"Do you recollect receiving this letter, Ruth?" asked she, with grave gentleness. Ruth changed colour, and took it and read it again without making any reply to Miss Benson. Then she sighed, and thought a while; and then took up and read the second note--the note which Mrs. Bellingham had sent to Mr. Benson in answer to his. After that she took up the bank-note and turned it round and round, but not as if she saw it. Miss Benson noticed that her fingers trembled sadly, and that her lips were quivering for some time before she spoke.
"If you please, Miss Benson, I should like to return this money."

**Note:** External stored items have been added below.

//! Exchange-format backend for `.onnx` graphs
//!
//! ONNX is the one format this crate can execute on its own. `OrtEngine` runs
//! the graph on ONNX Runtime with CUDA or `CoreML` acceleration when the device
//! asks for it; builds without the `onnx` feature fall back to Tract.

use super::base::{ensure_file, reid_backend, BackendCore, TensorLayout};
use crate::{
    error::{ReidError, Result},
    framework::Framework,
    inference::{BackendOptions, InferenceEngine},
};
use std::path::Path;

#[cfg(feature = "onnx")]
use crate::{config::Device, inference::flatten_output};
#[cfg(feature = "onnx")]
use ndarray::{Array2, Array4};
#[cfg(feature = "onnx")]
use ort::execution_providers::{
    CUDAExecutionProvider, CoreMLExecutionProvider, ExecutionProvider as OrtExecutionProvider,
};
#[cfg(feature = "onnx")]
use ort::session::{
    builder::{GraphOptimizationLevel, SessionBuilder},
    Session,
};
#[cfg(feature = "onnx")]
use ort::tensor::TensorElementType;
#[cfg(feature = "onnx")]
use ort::value::{Value, ValueType};

/// Backend for ONNX graphs
#[derive(Debug)]
pub struct OnnxBackend {
    core: BackendCore,
}

impl OnnxBackend {
    /// Create a backend using the preferred runtime of this build
    ///
    /// # Errors
    /// Never fails today; the graph is loaded on first use.
    pub fn new(options: BackendOptions) -> Result<Self> {
        Ok(Self {
            core: BackendCore::new(Framework::Onnx, options, TensorLayout::Nchw, Self::load_engine),
        })
    }

    /// Create a backend that always runs on the pure Rust Tract engine
    ///
    /// # Errors
    /// Never fails today; the graph is loaded on first use.
    #[cfg(feature = "tract")]
    pub fn pure_rust(options: BackendOptions) -> Result<Self> {
        Ok(Self {
            core: BackendCore::new(Framework::Onnx, options, TensorLayout::Nchw, |options| {
                Self::validate_artifact(options.weights())?;
                Ok(Box::new(super::tract::TractEngine::load(options)?))
            }),
        })
    }

    /// Create a backend that runs on an engine provided by the caller
    #[must_use]
    pub fn with_engine(options: BackendOptions, engine: Box<dyn InferenceEngine>) -> Self {
        Self {
            core: BackendCore::with_engine(Framework::Onnx, options, TensorLayout::Nchw, engine),
        }
    }

    /// ONNX graphs are protobuf; only existence and a non-empty body are checked
    ///
    /// # Errors
    /// - File missing or empty
    pub fn validate_artifact(path: &Path) -> Result<()> {
        ensure_file(path, Framework::Onnx)?;
        if std::fs::metadata(path)?.len() == 0 {
            return Err(ReidError::model_error_with_context(
                "load",
                path,
                "ONNX file is empty",
                &["export the model again"],
            ));
        }
        Ok(())
    }

    fn load_engine(options: &BackendOptions) -> Result<Box<dyn InferenceEngine>> {
        Self::validate_artifact(options.weights())?;

        #[cfg(feature = "onnx")]
        {
            Ok(Box::new(OrtEngine::load(options)?))
        }

        #[cfg(all(not(feature = "onnx"), feature = "tract"))]
        {
            log::debug!("ONNX Runtime not compiled in, using Tract");
            Ok(Box::new(super::tract::TractEngine::load(options)?))
        }

        #[cfg(not(any(feature = "onnx", feature = "tract")))]
        {
            Err(ReidError::runtime_unavailable(
                Framework::Onnx,
                "rebuild with the `onnx` or `tract` feature",
            ))
        }
    }
}

reid_backend!(OnnxBackend);

/// ONNX Runtime session wrapped as an inference engine
#[cfg(feature = "onnx")]
#[derive(Debug)]
pub struct OrtEngine {
    session: Session,
}

#[cfg(feature = "onnx")]
impl OrtEngine {
    /// Build a session for the weights on the requested device
    ///
    /// Unavailable accelerators fall back to CPU with a warning.
    ///
    /// # Errors
    /// - Session creation or graph loading failures
    pub fn load(options: &BackendOptions) -> Result<Self> {
        let start = instant::Instant::now();
        let builder = Session::builder()
            .map_err(|e| ReidError::model(format!("Failed to create session builder: {e}")))?
            .with_optimization_level(GraphOptimizationLevel::Level3)
            .map_err(|e| ReidError::model(format!("Failed to set optimization level: {e}")))?;
        let builder = Self::configure_device(builder, options.device)?;

        let session = builder.commit_from_file(options.weights()).map_err(|e| {
            ReidError::model_error_with_context(
                "load",
                options.weights(),
                &e.to_string(),
                &["check that the file is a valid ONNX export"],
            )
        })?;
        Self::check_input_precision(Self::input_element_type(&session), options)?;

        log::debug!(
            "ONNX Runtime session for {} created in {:.0}ms",
            options.weights().display(),
            start.elapsed().as_secs_f64() * 1000.0
        );
        Ok(Self { session })
    }

    /// Element type of the graph's first input, when it is a tensor
    fn input_element_type(session: &Session) -> Option<TensorElementType> {
        match &session.inputs.first()?.input_type {
            ValueType::Tensor { ty, .. } => Some(*ty),
            _ => None,
        }
    }

    /// Batches are fed as f32; graphs exported with float16 inputs are rejected
    fn check_input_precision(
        input_type: Option<TensorElementType>,
        options: &BackendOptions,
    ) -> Result<()> {
        match input_type {
            None | Some(TensorElementType::Float32) => {
                if options.half {
                    log::info!(
                        "Graph takes f32 input; half precision applies only to its internal weights"
                    );
                }
                Ok(())
            },
            Some(TensorElementType::Float16) => Err(ReidError::model_error_with_context(
                "load",
                options.weights(),
                "graph expects float16 input but batches are f32",
                &["export with float32 inputs and outputs (keep_io_types)"],
            )),
            Some(other) => Err(ReidError::model_error_with_context(
                "load",
                options.weights(),
                &format!("unsupported input element type {other:?}"),
                &["export the model with a float32 image input"],
            )),
        }
    }

    fn configure_device(builder: SessionBuilder, device: Device) -> Result<SessionBuilder> {
        let cuda_available = || {
            OrtExecutionProvider::is_available(&CUDAExecutionProvider::default()).unwrap_or(false)
        };
        let coreml_available = || {
            OrtExecutionProvider::is_available(&CoreMLExecutionProvider::default())
                .unwrap_or(false)
        };

        let providers = match device {
            Device::Cpu => {
                log::info!("Using CPU execution provider");
                Vec::new()
            },
            Device::Auto => {
                let mut providers = Vec::new();
                if cuda_available() {
                    log::info!("CUDA execution provider is available and will be used");
                    providers.push(CUDAExecutionProvider::default().build());
                }
                if coreml_available() {
                    log::info!("CoreML execution provider is available and will be used");
                    providers.push(CoreMLExecutionProvider::default().with_subgraphs(true).build());
                }
                if providers.is_empty() {
                    log::info!("No hardware acceleration available, using CPU");
                }
                providers
            },
            Device::Cuda(ordinal) => {
                if cuda_available() {
                    let device_id = i32::try_from(ordinal).map_err(|_| {
                        ReidError::invalid_config(format!("CUDA ordinal {ordinal} is out of range"))
                    })?;
                    log::info!("Using CUDA execution provider on device {device_id}");
                    vec![CUDAExecutionProvider::default().with_device_id(device_id).build()]
                } else {
                    log::warn!("CUDA execution provider requested but not available, falling back to CPU");
                    Vec::new()
                }
            },
            Device::CoreMl => {
                if coreml_available() {
                    log::info!("Using CoreML execution provider");
                    vec![CoreMLExecutionProvider::default().with_subgraphs(true).build()]
                } else {
                    log::warn!("CoreML execution provider requested but not available, falling back to CPU");
                    Vec::new()
                }
            },
        };

        if providers.is_empty() {
            return Ok(builder);
        }
        builder
            .with_execution_providers(providers)
            .map_err(|e| ReidError::model(format!("Failed to set execution providers: {e}")))
    }
}

#[cfg(feature = "onnx")]
impl InferenceEngine for OrtEngine {
    fn name(&self) -> &'static str {
        "onnxruntime"
    }

    fn run(&mut self, input: &Array4<f32>) -> Result<Array2<f32>> {
        let start = instant::Instant::now();
        let input_value = Value::from_array(input.clone())
            .map_err(|e| ReidError::inference(format!("Failed to convert input tensor: {e}")))?;

        let outputs = self
            .session
            .run(ort::inputs![input_value])
            .map_err(|e| ReidError::inference(format!("ONNX inference failed: {e}")))?;

        // Embedding models have a single output; take it by position
        let (shape, data) = {
            let keys: Vec<_> = outputs.keys().collect();
            let first_key = keys
                .first()
                .ok_or_else(|| ReidError::inference("No output tensors found"))?;
            let tensor = outputs
                .get(first_key)
                .ok_or_else(|| ReidError::inference("First output tensor not found"))?
                .try_extract_array::<f32>()
                .map_err(|e| ReidError::inference(format!("Failed to extract output tensor: {e}")))?;
            (tensor.shape().to_vec(), tensor.iter().copied().collect::<Vec<f32>>())
        };

        log::debug!(
            "ONNX inference on {:?} took {:.2}ms",
            input.shape(),
            start.elapsed().as_secs_f64() * 1000.0
        );
        flatten_output(&shape, data)
    }
}

#[cfg(test)]
mod tests {
    use super::*;
    use crate::backends::test_utils::StubEngine;
    use crate::config::Device;
    use crate::inference::ReidBackend;
    use ndarray::Array4;
    use tempfile::TempDir;

    #[test]
    fn test_backend_keeps_construction_arguments() {
        let options = BackendOptions::new("osnet.onnx", Device::Cuda(0), true);
        let backend = OnnxBackend::new(options.clone()).unwrap();

        assert_eq!(backend.framework(), Framework::Onnx);
        assert_eq!(backend.options(), &options);
        assert!(!backend.is_loaded());
    }

    #[test]
    fn test_missing_graph_fails_on_first_use() {
        let options = BackendOptions::new("/nonexistent/osnet.onnx", Device::Cpu, false);
        let mut backend = OnnxBackend::new(options).unwrap();

        let err = backend.warmup().unwrap_err();
        assert!(matches!(err, ReidError::Model(_)));
        assert!(!backend.is_loaded());
    }

    #[test]
    fn test_empty_graph_is_rejected() {
        let dir = TempDir::new().unwrap();
        let path = dir.path().join("empty.onnx");
        std::fs::write(&path, b"").unwrap();
        assert!(OnnxBackend::validate_artifact(&path).is_err());

        std::fs::write(&path, [0x08, 0x07]).unwrap();
        assert!(OnnxBackend::validate_artifact(&path).is_ok());
    }

    #[cfg(any(feature = "onnx", feature = "tract"))]
    #[test]
    fn test_corrupt_graph_is_a_model_error() {
        let dir = TempDir::new().unwrap();
        let path = dir.path().join("corrupt.onnx");
        std::fs::write(&path, b"definitely not protobuf").unwrap();

        let mut backend = OnnxBackend::new(BackendOptions::new(&path, Device::Cpu, false)).unwrap();
        let err = backend.get_features(Array4::zeros((1, 3, 8, 4))).unwrap_err();
        assert!(matches!(err, ReidError::Model(_)));
    }

    #[cfg(feature = "onnx")]
    #[test]
    fn test_float16_graph_input_is_rejected() {
        let options = BackendOptions::new("osnet_fp16.onnx", Device::Cuda(0), true);
        let err = OrtEngine::check_input_precision(Some(TensorElementType::Float16), &options)
            .unwrap_err();
        assert!(matches!(err, ReidError::Model(ref msg) if msg.contains("float16")));

        let err = OrtEngine::check_input_precision(Some(TensorElementType::Uint8), &options)
            .unwrap_err();
        assert!(matches!(err, ReidError::Model(_)));
    }

    #[cfg(feature = "onnx")]
    #[test]
    fn test_float32_graph_input_accepts_half_flag() {
        for half in [false, true] {
            let options = BackendOptions::new("osnet.onnx", Device::Cpu, half);
            assert!(
                OrtEngine::check_input_precision(Some(TensorElementType::Float32), &options)
                    .is_ok()
            );
            assert!(OrtEngine::check_input_precision(None, &options).is_ok());
        }
    }

    #[test]
    fn test_injected_engine_receives_nchw() {
        let engine = StubEngine::new(8);
        let shapes = engine.calls();
        let options = BackendOptions::new("osnet.onnx", Device::Cpu, false);
        let mut backend = OnnxBackend::with_engine(options, Box::new(engine));

        let batch = backend.preprocess_input(Array4::ones((3, 3, 16, 8))).unwrap();
        let features = backend.get_features(batch).unwrap();

        assert_eq!(features.dim(), (3, 8));
        assert_eq!(shapes.lock().unwrap()[0], vec![3, 3, 16, 8]);
        assert!(backend.as_any().downcast_ref::<OnnxBackend>().is_some());
    }
}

"I have a strong feeling against taking it. While he," said she, deeply blushing, and letting her large white lids drop down and veil her eyes, "loved me, he gave me many things--my watch--oh, many things; and I took them from him gladly and thankfully, because he loved me--for I would have given him anything--and I thought of them as signs of love. But this money pains my heart. He has left off loving me, and has gone away. This money seems--oh, Miss Benson--it seems as if he could comfort me, for being forsaken, by money." And at that word the tears, so long kept back and repressed, forced their way like rain.
She checked herself, however, in the violence of her emotion, for she thought of her child.
"So, will you take the trouble of sending it back to Mrs. Bellingham?"
"That I will, my dear. I am glad of it, that I am! They don't deserve to have the power of giving: they don't deserve that you should take it."
Miss Benson went and enclosed it up there and then; simply writing these words in the envelope, "From Ruth Hilton."
"And now we wash our hands of these Bellinghams," said she triumphantly. But Ruth looked tearful and sad; not about returning the note, but from the conviction that the reason she had given for the ground of her determination was true--he no longer loved her.